**WORK INSTRUCTIONS**
Search the records for lines that contain the word "from". Copy them all.

**Saved data entries**
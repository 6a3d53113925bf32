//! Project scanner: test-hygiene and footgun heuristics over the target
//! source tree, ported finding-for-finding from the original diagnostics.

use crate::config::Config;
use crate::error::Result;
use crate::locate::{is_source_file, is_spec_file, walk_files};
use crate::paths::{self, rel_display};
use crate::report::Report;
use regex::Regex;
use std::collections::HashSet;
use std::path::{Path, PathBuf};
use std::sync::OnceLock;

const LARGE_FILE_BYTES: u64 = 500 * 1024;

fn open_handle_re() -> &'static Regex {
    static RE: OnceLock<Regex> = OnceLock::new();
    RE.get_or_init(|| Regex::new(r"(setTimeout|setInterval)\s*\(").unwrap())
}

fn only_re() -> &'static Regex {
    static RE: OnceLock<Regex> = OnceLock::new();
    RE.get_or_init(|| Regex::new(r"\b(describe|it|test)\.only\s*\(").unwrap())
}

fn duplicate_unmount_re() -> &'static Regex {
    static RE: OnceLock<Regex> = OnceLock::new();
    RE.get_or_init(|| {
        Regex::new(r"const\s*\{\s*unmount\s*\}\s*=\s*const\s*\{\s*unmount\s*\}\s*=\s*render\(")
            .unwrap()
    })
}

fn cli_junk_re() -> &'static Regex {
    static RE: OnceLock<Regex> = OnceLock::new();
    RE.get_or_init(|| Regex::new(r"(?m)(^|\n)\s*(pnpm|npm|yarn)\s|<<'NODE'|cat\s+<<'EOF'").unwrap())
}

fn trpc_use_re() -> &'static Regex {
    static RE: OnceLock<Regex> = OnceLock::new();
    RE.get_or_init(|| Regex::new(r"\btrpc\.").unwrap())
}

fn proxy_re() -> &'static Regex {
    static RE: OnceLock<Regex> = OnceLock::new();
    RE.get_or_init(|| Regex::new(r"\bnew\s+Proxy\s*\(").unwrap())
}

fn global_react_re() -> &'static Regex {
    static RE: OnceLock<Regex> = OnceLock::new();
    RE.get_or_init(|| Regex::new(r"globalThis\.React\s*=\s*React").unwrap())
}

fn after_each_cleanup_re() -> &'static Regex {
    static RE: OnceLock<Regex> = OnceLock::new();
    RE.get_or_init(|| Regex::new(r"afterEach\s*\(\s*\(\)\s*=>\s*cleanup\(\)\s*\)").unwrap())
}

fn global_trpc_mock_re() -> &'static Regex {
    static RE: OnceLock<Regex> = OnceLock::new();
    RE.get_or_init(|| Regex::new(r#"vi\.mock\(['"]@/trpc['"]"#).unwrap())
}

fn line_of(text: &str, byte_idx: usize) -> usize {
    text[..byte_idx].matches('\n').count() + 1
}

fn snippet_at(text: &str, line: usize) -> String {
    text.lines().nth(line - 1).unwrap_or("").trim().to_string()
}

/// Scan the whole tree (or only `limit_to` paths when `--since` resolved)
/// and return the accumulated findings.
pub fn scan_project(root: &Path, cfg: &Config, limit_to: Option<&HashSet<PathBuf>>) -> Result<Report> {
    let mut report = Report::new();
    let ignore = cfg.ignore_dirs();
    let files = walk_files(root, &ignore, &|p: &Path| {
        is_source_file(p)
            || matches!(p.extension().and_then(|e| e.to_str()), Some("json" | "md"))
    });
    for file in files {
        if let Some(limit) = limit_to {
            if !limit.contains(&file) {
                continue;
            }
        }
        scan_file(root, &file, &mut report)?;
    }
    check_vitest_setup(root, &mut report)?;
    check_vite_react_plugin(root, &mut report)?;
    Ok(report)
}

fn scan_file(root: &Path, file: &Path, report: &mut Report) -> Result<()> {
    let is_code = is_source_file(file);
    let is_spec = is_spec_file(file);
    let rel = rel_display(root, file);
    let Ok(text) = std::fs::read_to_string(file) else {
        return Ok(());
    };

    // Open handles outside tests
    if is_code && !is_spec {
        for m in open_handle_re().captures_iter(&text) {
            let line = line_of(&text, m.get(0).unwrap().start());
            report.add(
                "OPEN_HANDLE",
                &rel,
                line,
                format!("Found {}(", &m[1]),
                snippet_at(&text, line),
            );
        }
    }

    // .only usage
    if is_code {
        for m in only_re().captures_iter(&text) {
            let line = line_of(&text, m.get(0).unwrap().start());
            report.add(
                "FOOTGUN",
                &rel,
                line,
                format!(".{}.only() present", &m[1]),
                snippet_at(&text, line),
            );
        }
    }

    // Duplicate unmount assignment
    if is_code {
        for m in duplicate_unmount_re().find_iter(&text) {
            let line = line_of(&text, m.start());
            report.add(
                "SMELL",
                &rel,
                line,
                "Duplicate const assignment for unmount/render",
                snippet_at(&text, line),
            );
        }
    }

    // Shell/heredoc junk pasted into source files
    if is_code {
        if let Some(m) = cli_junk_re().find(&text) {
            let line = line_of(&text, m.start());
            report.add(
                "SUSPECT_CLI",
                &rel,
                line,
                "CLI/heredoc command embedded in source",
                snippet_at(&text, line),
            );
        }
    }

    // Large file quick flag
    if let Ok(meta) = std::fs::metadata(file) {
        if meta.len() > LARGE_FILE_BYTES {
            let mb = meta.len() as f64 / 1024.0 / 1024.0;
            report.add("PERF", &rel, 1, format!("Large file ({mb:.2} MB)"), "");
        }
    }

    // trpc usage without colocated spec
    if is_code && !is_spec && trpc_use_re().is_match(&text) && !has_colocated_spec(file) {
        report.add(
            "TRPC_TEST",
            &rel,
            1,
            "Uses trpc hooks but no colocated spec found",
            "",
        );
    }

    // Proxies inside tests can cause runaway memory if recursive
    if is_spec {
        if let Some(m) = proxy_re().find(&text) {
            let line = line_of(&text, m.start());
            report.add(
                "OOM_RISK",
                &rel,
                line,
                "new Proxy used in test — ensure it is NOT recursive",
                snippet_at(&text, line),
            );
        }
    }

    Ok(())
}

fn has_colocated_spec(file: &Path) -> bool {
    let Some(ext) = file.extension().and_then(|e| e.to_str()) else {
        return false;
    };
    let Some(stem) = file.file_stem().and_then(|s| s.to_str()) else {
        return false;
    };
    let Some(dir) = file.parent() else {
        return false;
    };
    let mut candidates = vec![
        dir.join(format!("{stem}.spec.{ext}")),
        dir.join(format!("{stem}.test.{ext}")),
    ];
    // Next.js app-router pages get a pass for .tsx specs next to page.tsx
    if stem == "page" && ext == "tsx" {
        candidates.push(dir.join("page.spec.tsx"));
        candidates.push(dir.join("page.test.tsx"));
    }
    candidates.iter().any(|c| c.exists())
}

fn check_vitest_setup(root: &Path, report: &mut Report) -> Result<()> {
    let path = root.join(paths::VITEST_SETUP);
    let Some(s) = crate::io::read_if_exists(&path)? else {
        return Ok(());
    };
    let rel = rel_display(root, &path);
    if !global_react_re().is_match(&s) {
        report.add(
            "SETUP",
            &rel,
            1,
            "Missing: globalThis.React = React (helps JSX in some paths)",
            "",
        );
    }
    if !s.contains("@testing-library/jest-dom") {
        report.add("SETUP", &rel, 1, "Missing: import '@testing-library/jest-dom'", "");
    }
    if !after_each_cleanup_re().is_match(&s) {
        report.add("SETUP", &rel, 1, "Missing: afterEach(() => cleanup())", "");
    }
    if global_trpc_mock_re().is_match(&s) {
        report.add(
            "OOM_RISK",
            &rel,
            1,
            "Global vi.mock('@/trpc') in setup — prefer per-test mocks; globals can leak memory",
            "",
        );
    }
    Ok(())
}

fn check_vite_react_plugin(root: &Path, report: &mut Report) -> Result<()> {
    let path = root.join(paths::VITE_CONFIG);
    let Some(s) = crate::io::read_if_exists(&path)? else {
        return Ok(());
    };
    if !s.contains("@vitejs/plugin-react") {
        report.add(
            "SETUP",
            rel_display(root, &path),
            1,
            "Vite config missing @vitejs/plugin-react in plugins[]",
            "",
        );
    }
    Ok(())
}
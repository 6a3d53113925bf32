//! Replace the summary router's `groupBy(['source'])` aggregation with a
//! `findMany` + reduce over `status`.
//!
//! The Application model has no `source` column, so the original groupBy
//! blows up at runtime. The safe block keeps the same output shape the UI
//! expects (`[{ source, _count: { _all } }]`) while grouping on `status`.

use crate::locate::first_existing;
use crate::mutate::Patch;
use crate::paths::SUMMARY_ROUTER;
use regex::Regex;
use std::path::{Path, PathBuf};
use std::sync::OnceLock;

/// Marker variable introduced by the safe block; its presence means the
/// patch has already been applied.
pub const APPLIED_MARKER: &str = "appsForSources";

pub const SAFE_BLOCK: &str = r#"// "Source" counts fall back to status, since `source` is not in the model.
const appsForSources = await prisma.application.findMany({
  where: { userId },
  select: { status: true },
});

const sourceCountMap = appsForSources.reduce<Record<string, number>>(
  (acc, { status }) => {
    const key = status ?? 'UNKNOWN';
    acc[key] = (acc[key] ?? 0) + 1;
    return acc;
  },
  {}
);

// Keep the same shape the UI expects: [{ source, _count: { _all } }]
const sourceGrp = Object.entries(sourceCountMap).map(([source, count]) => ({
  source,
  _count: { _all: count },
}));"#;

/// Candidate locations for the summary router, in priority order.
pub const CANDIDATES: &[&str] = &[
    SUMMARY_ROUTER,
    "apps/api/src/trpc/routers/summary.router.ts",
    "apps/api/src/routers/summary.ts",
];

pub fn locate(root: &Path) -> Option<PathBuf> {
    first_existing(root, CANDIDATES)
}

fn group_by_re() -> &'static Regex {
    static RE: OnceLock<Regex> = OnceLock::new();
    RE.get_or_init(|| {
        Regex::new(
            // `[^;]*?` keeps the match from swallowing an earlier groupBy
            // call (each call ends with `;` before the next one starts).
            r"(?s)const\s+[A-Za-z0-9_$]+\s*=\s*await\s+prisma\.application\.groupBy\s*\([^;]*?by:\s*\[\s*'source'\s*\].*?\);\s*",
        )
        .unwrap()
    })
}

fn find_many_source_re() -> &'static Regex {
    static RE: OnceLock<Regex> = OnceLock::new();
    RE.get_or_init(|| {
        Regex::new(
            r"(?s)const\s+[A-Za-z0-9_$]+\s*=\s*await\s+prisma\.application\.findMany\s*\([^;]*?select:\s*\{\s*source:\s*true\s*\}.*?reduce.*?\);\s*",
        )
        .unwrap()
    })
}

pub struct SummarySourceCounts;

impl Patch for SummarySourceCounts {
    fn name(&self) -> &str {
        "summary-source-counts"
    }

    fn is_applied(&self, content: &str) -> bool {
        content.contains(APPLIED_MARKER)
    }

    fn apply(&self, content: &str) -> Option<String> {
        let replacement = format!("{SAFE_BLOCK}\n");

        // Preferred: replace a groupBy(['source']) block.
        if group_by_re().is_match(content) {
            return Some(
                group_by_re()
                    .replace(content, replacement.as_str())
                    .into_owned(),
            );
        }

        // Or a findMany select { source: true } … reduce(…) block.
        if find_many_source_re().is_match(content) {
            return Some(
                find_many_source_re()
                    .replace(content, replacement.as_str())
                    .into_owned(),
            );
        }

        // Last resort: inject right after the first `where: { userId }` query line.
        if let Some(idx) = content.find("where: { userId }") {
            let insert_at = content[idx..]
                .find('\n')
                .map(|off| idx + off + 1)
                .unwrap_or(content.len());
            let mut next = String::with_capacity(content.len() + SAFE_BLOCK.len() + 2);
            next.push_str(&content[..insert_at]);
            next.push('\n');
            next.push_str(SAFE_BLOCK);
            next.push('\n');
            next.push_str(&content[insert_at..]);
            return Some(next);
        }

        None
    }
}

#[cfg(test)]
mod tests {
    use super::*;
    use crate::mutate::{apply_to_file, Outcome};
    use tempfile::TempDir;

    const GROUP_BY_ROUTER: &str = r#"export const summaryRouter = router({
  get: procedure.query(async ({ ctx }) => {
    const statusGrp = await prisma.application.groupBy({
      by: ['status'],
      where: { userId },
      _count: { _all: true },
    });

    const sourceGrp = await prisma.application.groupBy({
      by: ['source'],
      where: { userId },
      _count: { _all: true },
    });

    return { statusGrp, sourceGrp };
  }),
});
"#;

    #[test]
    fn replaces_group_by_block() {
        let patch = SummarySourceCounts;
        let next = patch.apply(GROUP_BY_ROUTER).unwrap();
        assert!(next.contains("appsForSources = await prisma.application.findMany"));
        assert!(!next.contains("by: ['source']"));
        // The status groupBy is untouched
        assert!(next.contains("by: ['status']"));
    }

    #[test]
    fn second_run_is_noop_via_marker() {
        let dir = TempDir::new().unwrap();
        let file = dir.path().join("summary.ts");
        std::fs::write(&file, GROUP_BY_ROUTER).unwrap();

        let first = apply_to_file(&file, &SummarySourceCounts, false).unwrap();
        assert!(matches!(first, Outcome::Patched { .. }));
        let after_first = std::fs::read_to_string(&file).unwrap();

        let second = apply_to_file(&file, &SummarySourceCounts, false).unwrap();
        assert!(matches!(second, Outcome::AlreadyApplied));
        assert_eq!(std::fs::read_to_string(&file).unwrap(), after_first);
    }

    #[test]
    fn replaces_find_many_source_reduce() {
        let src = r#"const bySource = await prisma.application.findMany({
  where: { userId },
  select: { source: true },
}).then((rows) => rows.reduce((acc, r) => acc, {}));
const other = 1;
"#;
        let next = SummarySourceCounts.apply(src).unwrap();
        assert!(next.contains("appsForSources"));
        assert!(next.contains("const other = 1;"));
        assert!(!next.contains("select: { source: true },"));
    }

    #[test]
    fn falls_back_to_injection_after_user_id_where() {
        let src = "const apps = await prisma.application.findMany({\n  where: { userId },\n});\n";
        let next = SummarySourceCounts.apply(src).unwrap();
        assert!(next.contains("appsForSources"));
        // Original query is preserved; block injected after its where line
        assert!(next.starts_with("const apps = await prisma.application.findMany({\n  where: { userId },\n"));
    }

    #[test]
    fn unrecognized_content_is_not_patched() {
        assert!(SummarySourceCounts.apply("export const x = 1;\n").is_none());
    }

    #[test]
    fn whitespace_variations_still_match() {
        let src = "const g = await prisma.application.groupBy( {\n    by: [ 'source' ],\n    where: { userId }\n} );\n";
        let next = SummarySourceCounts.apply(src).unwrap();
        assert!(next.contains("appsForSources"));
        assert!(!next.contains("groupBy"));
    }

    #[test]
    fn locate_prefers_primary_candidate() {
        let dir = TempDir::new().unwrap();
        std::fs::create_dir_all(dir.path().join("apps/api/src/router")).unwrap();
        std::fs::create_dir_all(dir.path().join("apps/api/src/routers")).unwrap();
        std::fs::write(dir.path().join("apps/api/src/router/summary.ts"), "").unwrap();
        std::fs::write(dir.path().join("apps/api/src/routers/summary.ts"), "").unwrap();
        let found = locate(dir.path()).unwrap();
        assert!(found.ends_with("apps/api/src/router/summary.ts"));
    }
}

**COMPLETED EXERCISE**
//! source tree, ported finding-for-finding from the original diagnostics.
            // `[^;]*?` keeps the match from swallowing an earlier groupBy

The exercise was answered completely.